(Data entries)
---+---

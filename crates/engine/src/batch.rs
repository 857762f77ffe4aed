use serde::{Deserialize, Serialize};

use cf_core::{BatchId, EdgeId, Line, MachineStatus, StageGraph, StageId, TsMs};
use cf_views::StageStatuses;

use crate::IgnoreReason;

/// One batch and the status of every stage it has reached.
#[derive(Debug, Clone, Serialize, Deserialize, PartialEq, Eq)]
pub struct Batch {
    id: BatchId,
    stages: StageStatuses,
    /// Both electrode lines have converged into the shared line.
    merged: bool,
    created_at_ms: TsMs,
}

impl Batch {
    pub fn new(id: BatchId, created_at_ms: TsMs) -> Self {
        Self {
            id,
            stages: StageStatuses::new(),
            merged: false,
            created_at_ms,
        }
    }

    pub fn id(&self) -> &str {
        &self.id
    }

    pub fn stages(&self) -> &StageStatuses {
        &self.stages
    }

    pub fn status(&self, stage: StageId) -> Option<MachineStatus> {
        self.stages.get(&stage).copied()
    }

    pub fn is_merged(&self) -> bool {
        self.merged
    }

    pub fn created_at_ms(&self) -> TsMs {
        self.created_at_ms
    }

    /// (Re)starts both mixing stages for a new unit entering the plant.
    pub(crate) fn request(&mut self, graph: &StageGraph) {
        for line in [Line::Anode, Line::Cathode] {
            if let Some(entry) = graph.entry(line) {
                self.stages.insert(entry, MachineStatus::Running);
            }
        }
        self.merged = false;
    }

    /// Stage finished its unit. Returns the edge material now travels along, if any.
    pub(crate) fn finish(
        &mut self,
        stage: StageId,
        graph: &StageGraph,
    ) -> Result<Option<EdgeId>, IgnoreReason> {
        self.check_fresh(stage, graph)?;
        self.stages.insert(stage, MachineStatus::Idle);

        if graph.is_merge_source(stage) {
            let ready = graph
                .merge_sources()
                .iter()
                .all(|source| self.status(*source) == Some(MachineStatus::Idle));
            if !ready {
                return Ok(None);
            }
            let entry = graph.shared_entry();
            self.stages.retain(|s, _| !s.line().is_electrode());
            self.stages.insert(entry, MachineStatus::Running);
            self.merged = true;
            return Ok(Some(EdgeId::new(stage, entry)));
        }

        match graph.successor(stage) {
            Some(next) => {
                let line = stage.line();
                self.stages.retain(|s, _| s.line() != line || *s == stage);
                self.stages.insert(next, MachineStatus::Running);
                Ok(Some(EdgeId::new(stage, next)))
            }
            None => Ok(None),
        }
    }

    /// Stage reported it is running.
    pub(crate) fn mark_running(
        &mut self,
        stage: StageId,
        graph: &StageGraph,
    ) -> Result<(), IgnoreReason> {
        self.check_fresh(stage, graph)?;
        self.stages.insert(stage, MachineStatus::Running);
        Ok(())
    }

    pub(crate) fn complete_all(&mut self, graph: &StageGraph) {
        for stage in graph.stages() {
            self.stages.insert(stage.id, MachineStatus::Completed);
        }
    }

    /// Clears an idle marker whose display time ran out. An inspection waiting for the
    /// other electrode line keeps its marker, since the merge reads it.
    pub(crate) fn revert_idle(&mut self, stage: StageId, graph: &StageGraph) -> bool {
        if self.status(stage) != Some(MachineStatus::Idle) {
            return false;
        }
        if graph.is_merge_source(stage) && !self.merged {
            return false;
        }
        self.stages.remove(&stage);
        true
    }

    /// Rejects reports for a stage its line has already moved beyond. A stage that is
    /// currently running holds a fresh unit, even when an earlier unit is further down.
    fn check_fresh(&self, stage: StageId, graph: &StageGraph) -> Result<(), IgnoreReason> {
        if self.status(stage) == Some(MachineStatus::Running) {
            return Ok(());
        }
        let line = stage.line();
        if line.is_electrode() && self.merged {
            return Err(IgnoreReason::StaleDuplicate);
        }
        let Some(ordinal) = graph.ordinal(stage) else {
            return Ok(());
        };
        let beyond = self.stages.keys().any(|s| {
            s.line() == line && graph.ordinal(*s).is_some_and(|o| o > ordinal + 1)
        });
        if beyond {
            Err(IgnoreReason::StaleDuplicate)
        } else {
            Ok(())
        }
    }
}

---+---

EXERCISE BRIEF: When you answer, return the records above exactly as they stand.

EXERCISE OUTPUT:
filename crates/engine/src/batch.rs
repository 857762f77ffe4aed
use serde::{Deserialize, Serialize};

use cf_core::{BatchId, EdgeId, Line, MachineStatus, StageGraph, StageId, TsMs};
use cf_views::StageStatuses;

use crate::IgnoreReason;

/// One batch and the status of every stage it has reached.
#[derive(Debug, Clone, Serialize, Deserialize, PartialEq, Eq)]
pub struct Batch {
    id: BatchId,
    stages: StageStatuses,
    /// Both electrode lines have converged into the shared line.
    merged: bool,
    created_at_ms: TsMs,
}

impl Batch {
    pub fn new(id: BatchId, created_at_ms: TsMs) -> Self {
        Self {
            id,
            stages: StageStatuses::new(),
            merged: false,
            created_at_ms,
        }
    }

    pub fn id(&self) -> &str {
        &self.id
    }

    pub fn stages(&self) -> &StageStatuses {
        &self.stages
    }

    pub fn status(&self, stage: StageId) -> Option<MachineStatus> {
        self.stages.get(&stage).copied()
    }

    pub fn is_merged(&self) -> bool {
        self.merged
    }

    pub fn created_at_ms(&self) -> TsMs {
        self.created_at_ms
    }

    /// (Re)starts both mixing stages for a new unit entering the plant.
    pub(crate) fn request(&mut self, graph: &StageGraph) {
        for line in [Line::Anode, Line::Cathode] {
            if let Some(entry) = graph.entry(line) {
                self.stages.insert(entry, MachineStatus::Running);
            }
        }
        self.merged = false;
    }

    /// Stage finished its unit. Returns the edge material now travels along, if any.
    pub(crate) fn finish(
        &mut self,
        stage: StageId,
        graph: &StageGraph,
    ) -> Result<Option<EdgeId>, IgnoreReason> {
        self.check_fresh(stage, graph)?;
        self.stages.insert(stage, MachineStatus::Idle);

        if graph.is_merge_source(stage) {
            let ready = graph
                .merge_sources()
                .iter()
                .all(|source| self.status(*source) == Some(MachineStatus::Idle));
            if !ready {
                return Ok(None);
            }
            let entry = graph.shared_entry();
            self.stages.retain(|s, _| !s.line().is_electrode());
            self.stages.insert(entry, MachineStatus::Running);
            self.merged = true;
            return Ok(Some(EdgeId::new(stage, entry)));
        }

        match graph.successor(stage) {
            Some(next) => {
                let line = stage.line();
                self.stages.retain(|s, _| s.line() != line || *s == stage);
                self.stages.insert(next, MachineStatus::Running);
                Ok(Some(EdgeId::new(stage, next)))
            }
            None => Ok(None),
        }
    }

    /// Stage reported it is running.
    pub(crate) fn mark_running(
        &mut self,
        stage: StageId,
        graph: &StageGraph,
    ) -> Result<(), IgnoreReason> {
        self.check_fresh(stage, graph)?;
        self.stages.insert(stage, MachineStatus::Running);
        Ok(())
    }

    pub(crate) fn complete_all(&mut self, graph: &StageGraph) {
        for stage in graph.stages() {
            self.stages.insert(stage.id, MachineStatus::Completed);
        }
    }

    /// Clears an idle marker whose display time ran out. An inspection waiting for the
    /// other electrode line keeps its marker, since the merge reads it.
    pub(crate) fn revert_idle(&mut self, stage: StageId, graph: &StageGraph) -> bool {
        if self.status(stage) != Some(MachineStatus::Idle) {
            return false;
        }
        if graph.is_merge_source(stage) && !self.merged {
            return false;
        }
        self.stages.remove(&stage);
        true
    }

    /// Rejects reports for a stage its line has already moved beyond. A stage that is
    /// currently running holds a fresh unit, even when an earlier unit is further down.
    fn check_fresh(&self, stage: StageId, graph: &StageGraph) -> Result<(), IgnoreReason> {
        if self.status(stage) == Some(MachineStatus::Running) {
            return Ok(());
        }
        let line = stage.line();
        if line.is_electrode() && self.merged {
            return Err(IgnoreReason::StaleDuplicate);
        }
        let Some(ordinal) = graph.ordinal(stage) else {
            return Ok(());
        };
        let beyond = self.stages.keys().any(|s| {
            s.line() == line && graph.ordinal(*s).is_some_and(|o| o > ordinal + 1)
        });
        if beyond {
            Err(IgnoreReason::StaleDuplicate)
        } else {
            Ok(())
        }
    }
}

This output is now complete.